Y, desde luego, hubo seguidillas andaluzas. Pero todavía el sevillano Blanco White, en su Carta Novena, llama 'seguidillas españolas' al recuerdo de lo que bailaba la gente en su ciudad natal, esto es, allá por los finales del XVIII: 'Una antigua guitarra, casi tan grande como un violoncelo, estaba siempre lista para animar a la gente joven a bailar unas seguidillas españolas'. Aún no debía haber hecho su aparición algo que se diferenciaría netamente del baile de Castilla.

Un siglo más tarde, Palacio Valdés, en La hermana San Sulpicio (1889) las llama simplemente 'seguidillas', pero ya por la preciosa descripción que hace de los movimientos de la pareja de primas que se echan a bailar, se aprecia claramente que se trata de algo bastante parecido a lo de hoy. (Véase nuestro artículo del 9 de mayo de 2000).

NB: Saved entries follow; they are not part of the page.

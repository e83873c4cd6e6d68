/// Movie catalog provider abstraction
///
/// This module provides a pluggable architecture for catalog backends
/// (TMDB today). Every operation may fail with a transport or payload
/// error; callers on the recommendation path recover by degrading to
/// empty results rather than propagating past the boundary.
use crate::{
    error::AppResult,
    models::{Genre, Movie},
};

pub mod tmdb;

pub use tmdb::TmdbProvider;

/// Trait for movie catalog backends
#[async_trait::async_trait]
pub trait CatalogProvider: Send + Sync {
    /// Current popular movies, one page at a time (page >= 1)
    async fn fetch_popular(&self, page: u32) -> AppResult<Vec<Movie>>;

    /// Full-text title search
    ///
    /// A blank or whitespace-only query returns an empty list without
    /// touching the network.
    async fn search(&self, query: &str, page: u32) -> AppResult<Vec<Movie>>;

    /// Single movie by id; None when the catalog does not know it
    async fn fetch_details(&self, id: u64) -> AppResult<Option<Movie>>;

    /// Static genre reference list, fetched once per session by callers
    async fn fetch_genres(&self) -> AppResult<Vec<Genre>>;

    /// Discover movies filtered by genre ids, popularity descending
    ///
    /// An empty id slice means an unfiltered discovery query.
    async fn fetch_by_genres(&self, genre_ids: &[u64], page: u32) -> AppResult<Vec<Movie>>;

    /// Catalog-side recommendations seeded by a known movie
    async fn fetch_recommendations_for(&self, id: u64) -> AppResult<Vec<Movie>>;
}
pub mod derive;
pub mod posters;
pub mod providers;
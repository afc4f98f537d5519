use tracing::{debug, trace};

use crate::error::Result;
use crate::ratelimit::decision::Decision;
use crate::ratelimit::request::RequestInfo;
use crate::ratelimit::strategy::{KeyStrategy, StrategyBase};

/// Limits requests whose user agent contains one of the configured substrings.
///
/// The first configured substring found in the header wins and becomes the key,
/// so all matching clients share one bucket per substring.
#[derive(Debug, Clone)]
pub struct UserAgentStrategy {
    base: StrategyBase,
    user_agents: Vec<String>,
}

impl UserAgentStrategy {
    pub fn new(user_agents: Vec<String>, base: StrategyBase) -> Self {
        Self { base, user_agents }
    }
}

impl KeyStrategy for UserAgentStrategy {
    fn name(&self) -> &str {
        "user_agent"
    }

    fn base(&self) -> &StrategyBase {
        &self.base
    }

    fn decide(&self, request: &RequestInfo) -> Result<Decision> {
        if !self.in_scope(request) {
            debug!(strategy = self.name(), "Request out of scope");
            return Ok(Decision::Unlimited);
        }

        let decision = self
            .user_agents
            .iter()
            .find(|ua| request.user_agent.contains(ua.as_str()))
            .map_or(Decision::Unlimited, |ua| self.base.limited(ua.as_str()));
        trace!(strategy = self.name(), decision = %decision, "Classified request");
        Ok(decision)
    }
}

La distinción no se registra terminológicamente hasta mucho después, y pasa por un largo periodo de sinonimia, esto es, lo mismo se les llama de una manera que de otra: 'Er que quiera cantares / venga a Sevilla, / que aquí se junde er mundo / con seguidillas. / Venga a Triana, / que aquí se junde er mundo / con sevillanas'. Este testimonio fundamental lo recoge Vergara Martín en su Diccionario geográfico popular, publicado en 1923, pero debía circular desde mucho antes, como es lógico. Poco después se empezaron a consolidar las primeras sevillanas que hoy todavía se cantan en el territorio de la nostalgia, como ésta, rigurosamente insuperable: 'Del balcón de tus ojos / di una caída. / Levantarme no puedo / si no me miras. / M'e levantao, / señá de que tus ojos / ya m'an mirao'.